Scan the listing below and copy every line holding "impl".

------------------------------------------------------------

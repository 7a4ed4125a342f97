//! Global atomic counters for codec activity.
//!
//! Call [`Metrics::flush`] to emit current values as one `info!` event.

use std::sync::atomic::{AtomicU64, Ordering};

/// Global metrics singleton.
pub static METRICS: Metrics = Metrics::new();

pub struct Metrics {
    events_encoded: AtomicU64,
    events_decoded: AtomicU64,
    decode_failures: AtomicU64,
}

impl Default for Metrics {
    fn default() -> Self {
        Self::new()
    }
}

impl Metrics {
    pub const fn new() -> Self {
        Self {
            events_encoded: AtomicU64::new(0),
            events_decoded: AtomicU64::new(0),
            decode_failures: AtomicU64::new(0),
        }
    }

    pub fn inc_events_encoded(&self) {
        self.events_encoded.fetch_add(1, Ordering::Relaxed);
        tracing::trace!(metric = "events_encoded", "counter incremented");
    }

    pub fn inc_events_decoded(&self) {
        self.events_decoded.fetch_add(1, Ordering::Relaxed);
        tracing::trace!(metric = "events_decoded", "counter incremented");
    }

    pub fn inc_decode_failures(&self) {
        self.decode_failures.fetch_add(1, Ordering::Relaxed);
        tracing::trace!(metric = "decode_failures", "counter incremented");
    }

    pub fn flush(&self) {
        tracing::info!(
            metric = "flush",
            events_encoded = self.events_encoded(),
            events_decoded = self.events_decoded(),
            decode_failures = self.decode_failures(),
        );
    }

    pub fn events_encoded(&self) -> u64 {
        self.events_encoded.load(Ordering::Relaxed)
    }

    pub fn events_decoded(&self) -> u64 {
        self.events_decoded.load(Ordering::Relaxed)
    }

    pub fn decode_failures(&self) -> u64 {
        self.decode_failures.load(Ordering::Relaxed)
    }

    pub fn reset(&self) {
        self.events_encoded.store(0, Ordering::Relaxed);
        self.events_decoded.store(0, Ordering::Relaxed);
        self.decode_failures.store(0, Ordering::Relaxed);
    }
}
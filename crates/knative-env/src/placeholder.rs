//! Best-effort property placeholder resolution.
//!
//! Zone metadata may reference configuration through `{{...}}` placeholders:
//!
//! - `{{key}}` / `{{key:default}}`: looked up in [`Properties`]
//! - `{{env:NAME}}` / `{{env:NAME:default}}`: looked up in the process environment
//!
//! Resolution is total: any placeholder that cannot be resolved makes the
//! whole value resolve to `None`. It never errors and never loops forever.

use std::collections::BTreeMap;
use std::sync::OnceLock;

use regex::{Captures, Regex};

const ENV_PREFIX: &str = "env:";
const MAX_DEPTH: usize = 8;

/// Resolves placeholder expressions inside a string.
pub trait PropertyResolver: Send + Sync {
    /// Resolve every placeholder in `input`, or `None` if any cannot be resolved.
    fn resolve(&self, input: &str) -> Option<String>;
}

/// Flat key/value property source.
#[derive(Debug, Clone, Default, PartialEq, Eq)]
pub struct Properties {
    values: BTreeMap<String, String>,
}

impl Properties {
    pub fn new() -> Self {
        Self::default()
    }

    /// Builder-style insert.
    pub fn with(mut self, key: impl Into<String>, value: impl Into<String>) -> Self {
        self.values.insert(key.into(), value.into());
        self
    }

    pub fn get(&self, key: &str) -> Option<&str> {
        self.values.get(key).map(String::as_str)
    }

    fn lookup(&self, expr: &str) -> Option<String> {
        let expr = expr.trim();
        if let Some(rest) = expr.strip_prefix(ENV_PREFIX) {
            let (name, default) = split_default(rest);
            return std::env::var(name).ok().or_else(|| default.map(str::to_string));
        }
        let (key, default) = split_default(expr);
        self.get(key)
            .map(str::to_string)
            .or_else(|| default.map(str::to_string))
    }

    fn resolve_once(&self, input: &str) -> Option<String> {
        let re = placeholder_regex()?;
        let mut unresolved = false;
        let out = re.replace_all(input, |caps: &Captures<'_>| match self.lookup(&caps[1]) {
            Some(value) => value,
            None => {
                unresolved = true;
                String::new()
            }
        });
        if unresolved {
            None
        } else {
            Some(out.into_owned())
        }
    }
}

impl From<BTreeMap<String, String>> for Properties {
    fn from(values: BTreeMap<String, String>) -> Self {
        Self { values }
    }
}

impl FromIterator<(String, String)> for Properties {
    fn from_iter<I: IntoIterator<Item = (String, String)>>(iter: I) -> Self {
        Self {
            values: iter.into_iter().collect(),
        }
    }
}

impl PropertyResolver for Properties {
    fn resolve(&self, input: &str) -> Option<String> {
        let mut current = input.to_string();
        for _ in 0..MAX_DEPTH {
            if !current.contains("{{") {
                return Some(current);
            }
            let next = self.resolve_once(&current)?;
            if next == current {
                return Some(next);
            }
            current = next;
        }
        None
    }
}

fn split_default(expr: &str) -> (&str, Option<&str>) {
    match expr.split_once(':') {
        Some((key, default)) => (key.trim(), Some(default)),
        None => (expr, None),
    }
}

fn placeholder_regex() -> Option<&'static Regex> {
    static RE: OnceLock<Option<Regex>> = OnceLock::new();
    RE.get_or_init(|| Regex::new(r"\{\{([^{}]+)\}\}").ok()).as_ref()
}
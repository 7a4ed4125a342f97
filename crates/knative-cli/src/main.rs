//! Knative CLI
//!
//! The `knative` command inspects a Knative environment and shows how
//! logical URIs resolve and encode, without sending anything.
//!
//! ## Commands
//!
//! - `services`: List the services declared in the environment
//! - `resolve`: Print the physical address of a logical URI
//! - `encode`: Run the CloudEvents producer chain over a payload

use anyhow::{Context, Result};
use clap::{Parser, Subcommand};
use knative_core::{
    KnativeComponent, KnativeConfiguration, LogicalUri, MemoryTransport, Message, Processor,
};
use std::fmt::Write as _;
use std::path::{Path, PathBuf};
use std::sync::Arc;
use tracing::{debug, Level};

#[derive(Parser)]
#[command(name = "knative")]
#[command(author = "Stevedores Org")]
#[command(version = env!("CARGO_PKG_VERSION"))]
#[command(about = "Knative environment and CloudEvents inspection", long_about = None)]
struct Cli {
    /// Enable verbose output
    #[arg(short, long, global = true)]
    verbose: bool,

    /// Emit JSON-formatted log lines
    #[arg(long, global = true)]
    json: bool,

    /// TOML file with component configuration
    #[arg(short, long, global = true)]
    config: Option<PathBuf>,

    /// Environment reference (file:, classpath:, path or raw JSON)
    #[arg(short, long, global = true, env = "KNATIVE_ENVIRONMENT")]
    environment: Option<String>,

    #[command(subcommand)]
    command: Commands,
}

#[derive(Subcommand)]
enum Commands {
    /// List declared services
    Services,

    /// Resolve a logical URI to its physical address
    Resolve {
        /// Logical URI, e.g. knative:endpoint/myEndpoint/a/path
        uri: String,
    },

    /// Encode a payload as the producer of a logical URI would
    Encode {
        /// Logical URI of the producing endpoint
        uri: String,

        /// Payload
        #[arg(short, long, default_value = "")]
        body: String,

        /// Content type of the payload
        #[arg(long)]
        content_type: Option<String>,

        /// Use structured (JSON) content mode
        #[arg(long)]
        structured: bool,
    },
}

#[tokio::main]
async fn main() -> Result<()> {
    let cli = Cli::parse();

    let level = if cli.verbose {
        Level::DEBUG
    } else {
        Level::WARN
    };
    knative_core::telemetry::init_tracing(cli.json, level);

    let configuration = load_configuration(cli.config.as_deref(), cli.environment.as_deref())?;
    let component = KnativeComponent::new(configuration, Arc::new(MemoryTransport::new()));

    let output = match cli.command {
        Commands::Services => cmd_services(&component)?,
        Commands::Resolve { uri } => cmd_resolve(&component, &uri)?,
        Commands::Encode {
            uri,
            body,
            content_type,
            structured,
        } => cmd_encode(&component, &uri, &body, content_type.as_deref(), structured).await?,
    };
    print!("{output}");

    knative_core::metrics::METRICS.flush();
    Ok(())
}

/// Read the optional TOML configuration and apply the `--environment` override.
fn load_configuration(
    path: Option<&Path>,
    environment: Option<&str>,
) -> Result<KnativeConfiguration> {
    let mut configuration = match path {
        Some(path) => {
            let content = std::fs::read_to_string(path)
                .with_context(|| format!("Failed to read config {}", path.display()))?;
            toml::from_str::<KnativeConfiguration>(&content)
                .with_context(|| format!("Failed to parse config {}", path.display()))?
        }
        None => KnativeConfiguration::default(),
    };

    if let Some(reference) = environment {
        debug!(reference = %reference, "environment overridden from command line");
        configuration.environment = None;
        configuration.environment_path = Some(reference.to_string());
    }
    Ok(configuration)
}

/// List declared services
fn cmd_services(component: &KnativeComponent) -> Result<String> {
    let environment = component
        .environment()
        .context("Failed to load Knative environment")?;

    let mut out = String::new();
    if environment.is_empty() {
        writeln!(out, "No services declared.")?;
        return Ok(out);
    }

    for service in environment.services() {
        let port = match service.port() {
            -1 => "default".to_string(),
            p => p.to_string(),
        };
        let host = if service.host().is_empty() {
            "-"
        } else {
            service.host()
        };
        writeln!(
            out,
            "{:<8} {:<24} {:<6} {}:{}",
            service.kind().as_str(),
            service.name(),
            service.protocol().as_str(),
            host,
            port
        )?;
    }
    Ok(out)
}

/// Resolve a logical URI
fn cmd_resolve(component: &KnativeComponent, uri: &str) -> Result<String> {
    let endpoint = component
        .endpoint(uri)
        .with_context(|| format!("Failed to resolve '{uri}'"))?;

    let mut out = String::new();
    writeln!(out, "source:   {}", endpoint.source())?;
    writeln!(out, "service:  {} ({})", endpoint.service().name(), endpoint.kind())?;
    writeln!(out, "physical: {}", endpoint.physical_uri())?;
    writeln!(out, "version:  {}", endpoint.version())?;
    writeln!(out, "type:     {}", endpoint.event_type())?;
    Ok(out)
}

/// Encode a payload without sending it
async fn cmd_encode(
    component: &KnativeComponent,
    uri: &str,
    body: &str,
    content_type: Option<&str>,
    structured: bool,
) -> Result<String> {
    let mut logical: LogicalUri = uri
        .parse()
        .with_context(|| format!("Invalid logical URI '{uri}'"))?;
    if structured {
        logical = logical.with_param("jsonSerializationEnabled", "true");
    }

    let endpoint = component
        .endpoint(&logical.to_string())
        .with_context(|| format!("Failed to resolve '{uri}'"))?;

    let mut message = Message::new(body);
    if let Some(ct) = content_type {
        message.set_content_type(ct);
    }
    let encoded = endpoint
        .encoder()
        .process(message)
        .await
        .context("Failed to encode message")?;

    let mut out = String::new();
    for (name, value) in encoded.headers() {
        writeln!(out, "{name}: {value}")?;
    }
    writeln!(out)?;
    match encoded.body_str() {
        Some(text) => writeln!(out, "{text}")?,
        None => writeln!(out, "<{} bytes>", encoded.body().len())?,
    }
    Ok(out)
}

------------------------------------------------------------

» **WRITTEN SOLUTION**
impl Default for Metrics {
impl Metrics {
impl Properties {
    pub fn with(mut self, key: impl Into<String>, value: impl Into<String>) -> Self {
impl From<BTreeMap<String, String>> for Properties {
impl FromIterator<(String, String)> for Properties {
impl PropertyResolver for Properties {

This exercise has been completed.